● TASK
Repeat the listing below exactly as given.
"""
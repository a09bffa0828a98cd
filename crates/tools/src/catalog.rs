//! The tool catalog advertised to the model.
//!
//! Descriptions double as instructions: they are what makes the model call
//! `create_offer` before asking anything, or ask one question at a time.

use offerdesk_core::tool::{ParamType, Parameter, ToolDeclaration};
use std::sync::LazyLock;

/// Closed set of tools the dispatcher knows how to run.
#[derive(Debug, Clone, Copy, PartialEq, Eq, Hash)]
pub enum ToolName {
    CreateOffer,
    UpdateOffer,
    GetOffer,
    ListOffers,
    AskQuestion,
    SendDocument,
}

impl ToolName {
    pub const ALL: [ToolName; 6] = [
        ToolName::CreateOffer,
        ToolName::UpdateOffer,
        ToolName::GetOffer,
        ToolName::ListOffers,
        ToolName::AskQuestion,
        ToolName::SendDocument,
    ];

    pub fn as_str(&self) -> &'static str {
        match self {
            ToolName::CreateOffer => "create_offer",
            ToolName::UpdateOffer => "update_offer",
            ToolName::GetOffer => "get_offer",
            ToolName::ListOffers => "list_offers",
            ToolName::AskQuestion => "ask_question",
            ToolName::SendDocument => "send_document",
        }
    }

    pub fn parse(name: &str) -> Option<Self> {
        Self::ALL.into_iter().find(|t| t.as_str() == name)
    }
}

impl std::fmt::Display for ToolName {
    fn fmt(&self, f: &mut std::fmt::Formatter<'_>) -> std::fmt::Result {
        f.write_str(self.as_str())
    }
}

const OFFER_FIELDS: [&str; 5] = ["product", "brand", "budget", "quantity", "notes"];

fn offer_value_params() -> Vec<Parameter> {
    vec![
        Parameter::optional("product", ParamType::String, "What the user wants a quote for, e.g. \"dishwasher\""),
        Parameter::optional("brand", ParamType::String, "Preferred brand, exactly as the user wrote it"),
        Parameter::optional("budget", ParamType::Number, "Maximum budget in EUR"),
        Parameter::optional("quantity", ParamType::Integer, "Number of units"),
        Parameter::optional("notes", ParamType::String, "Anything else the user mentioned about the request"),
    ]
}

fn declaration(name: ToolName) -> ToolDeclaration {
    match name {
        ToolName::CreateOffer => ToolDeclaration::new(
            name.as_str(),
            "Create a new quote request. ALWAYS call this as soon as the user asks for a quote or price \
             and no open offer exists. Fill in every value the user already gave. The result lists \
             the missing fields you still need to ask for.",
            offer_value_params(),
        ),
        ToolName::UpdateOffer => {
            let mut params = vec![Parameter::required("offer_id", ParamType::Integer, "Offer to update")];
            params.extend(offer_value_params());
            ToolDeclaration::new(
                name.as_str(),
                "Store values the user just provided for an existing offer. Call this BEFORE answering \
                 whenever the user's message contains a value for a missing field.",
                params,
            )
        }
        ToolName::GetOffer => ToolDeclaration::new(
            name.as_str(),
            "Read an offer with its current values and missing fields.",
            vec![Parameter::required("offer_id", ParamType::Integer, "Offer to read")],
        ),
        ToolName::ListOffers => ToolDeclaration::new(
            name.as_str(),
            "List the user's offers. Call this before create_offer when you are unsure whether the \
             user already has an open offer.",
            vec![],
        ),
        ToolName::AskQuestion => ToolDeclaration::new(
            name.as_str(),
            "Ask the user for ONE missing field of an offer. The question text is sent to the user \
             verbatim, so write it in the user's language. Never ask for more than one field at a time.",
            vec![
                Parameter::required("offer_id", ParamType::Integer, "Offer being completed"),
                Parameter::required("field", ParamType::String, "The missing field being asked for")
                    .one_of(&OFFER_FIELDS),
                Parameter::required("question", ParamType::String, "The exact question to send"),
            ],
        ),
        ToolName::SendDocument => ToolDeclaration::new(
            name.as_str(),
            "Send a stored document (brochure, price list, offer PDF) to the user. The caption is shown \
             with the file.",
            vec![
                Parameter::required("file_id", ParamType::String, "Identifier of the stored file"),
                Parameter::optional("caption", ParamType::String, "Short text to send with the file"),
            ],
        ),
    }
}

static CATALOG: LazyLock<Vec<ToolDeclaration>> =
    LazyLock::new(|| ToolName::ALL.into_iter().map(declaration).collect());

/// Every tool declaration, in a stable order.
pub fn catalog() -> &'static [ToolDeclaration] {
    &CATALOG
}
"""
● ANSWER SECTION
repository a09bffa0828a98cd
filename crates/tools/src/catalog.rs
//! The tool catalog advertised to the model.
//!
//! Descriptions double as instructions: they are what makes the model call
//! `create_offer` before asking anything, or ask one question at a time.

use offerdesk_core::tool::{ParamType, Parameter, ToolDeclaration};
use std::sync::LazyLock;

/// Closed set of tools the dispatcher knows how to run.
#[derive(Debug, Clone, Copy, PartialEq, Eq, Hash)]
pub enum ToolName {
    CreateOffer,
    UpdateOffer,
    GetOffer,
    ListOffers,
    AskQuestion,
    SendDocument,
}

impl ToolName {
    pub const ALL: [ToolName; 6] = [
        ToolName::CreateOffer,
        ToolName::UpdateOffer,
        ToolName::GetOffer,
        ToolName::ListOffers,
        ToolName::AskQuestion,
        ToolName::SendDocument,
    ];

    pub fn as_str(&self) -> &'static str {
        match self {
            ToolName::CreateOffer => "create_offer",
            ToolName::UpdateOffer => "update_offer",
            ToolName::GetOffer => "get_offer",
            ToolName::ListOffers => "list_offers",
            ToolName::AskQuestion => "ask_question",
            ToolName::SendDocument => "send_document",
        }
    }

    pub fn parse(name: &str) -> Option<Self> {
        Self::ALL.into_iter().find(|t| t.as_str() == name)
    }
}

impl std::fmt::Display for ToolName {
    fn fmt(&self, f: &mut std::fmt::Formatter<'_>) -> std::fmt::Result {
        f.write_str(self.as_str())
    }
}

const OFFER_FIELDS: [&str; 5] = ["product", "brand", "budget", "quantity", "notes"];

fn offer_value_params() -> Vec<Parameter> {
    vec![
        Parameter::optional("product", ParamType::String, "What the user wants a quote for, e.g. \"dishwasher\""),
        Parameter::optional("brand", ParamType::String, "Preferred brand, exactly as the user wrote it"),
        Parameter::optional("budget", ParamType::Number, "Maximum budget in EUR"),
        Parameter::optional("quantity", ParamType::Integer, "Number of units"),
        Parameter::optional("notes", ParamType::String, "Anything else the user mentioned about the request"),
    ]
}

fn declaration(name: ToolName) -> ToolDeclaration {
    match name {
        ToolName::CreateOffer => ToolDeclaration::new(
            name.as_str(),
            "Create a new quote request. ALWAYS call this as soon as the user asks for a quote or price \
             and no open offer exists. Fill in every value the user already gave. The result lists \
             the missing fields you still need to ask for.",
            offer_value_params(),
        ),
        ToolName::UpdateOffer => {
            let mut params = vec![Parameter::required("offer_id", ParamType::Integer, "Offer to update")];
            params.extend(offer_value_params());
            ToolDeclaration::new(
                name.as_str(),
                "Store values the user just provided for an existing offer. Call this BEFORE answering \
                 whenever the user's message contains a value for a missing field.",
                params,
            )
        }
        ToolName::GetOffer => ToolDeclaration::new(
            name.as_str(),
            "Read an offer with its current values and missing fields.",
            vec![Parameter::required("offer_id", ParamType::Integer, "Offer to read")],
        ),
        ToolName::ListOffers => ToolDeclaration::new(
            name.as_str(),
            "List the user's offers. Call this before create_offer when you are unsure whether the \
             user already has an open offer.",
            vec![],
        ),
        ToolName::AskQuestion => ToolDeclaration::new(
            name.as_str(),
            "Ask the user for ONE missing field of an offer. The question text is sent to the user \
             verbatim, so write it in the user's language. Never ask for more than one field at a time.",
            vec![
                Parameter::required("offer_id", ParamType::Integer, "Offer being completed"),
                Parameter::required("field", ParamType::String, "The missing field being asked for")
                    .one_of(&OFFER_FIELDS),
                Parameter::required("question", ParamType::String, "The exact question to send"),
            ],
        ),
        ToolName::SendDocument => ToolDeclaration::new(
            name.as_str(),
            "Send a stored document (brochure, price list, offer PDF) to the user. The caption is shown \
             with the file.",
            vec![
                Parameter::required("file_id", ParamType::String, "Identifier of the stored file"),
                Parameter::optional("caption", ParamType::String, "Short text to send with the file"),
            ],
        ),
    }
}

static CATALOG: LazyLock<Vec<ToolDeclaration>> =
    LazyLock::new(|| ToolName::ALL.into_iter().map(declaration).collect());

/// Every tool declaration, in a stable order.
pub fn catalog() -> &'static [ToolDeclaration] {
    &CATALOG
}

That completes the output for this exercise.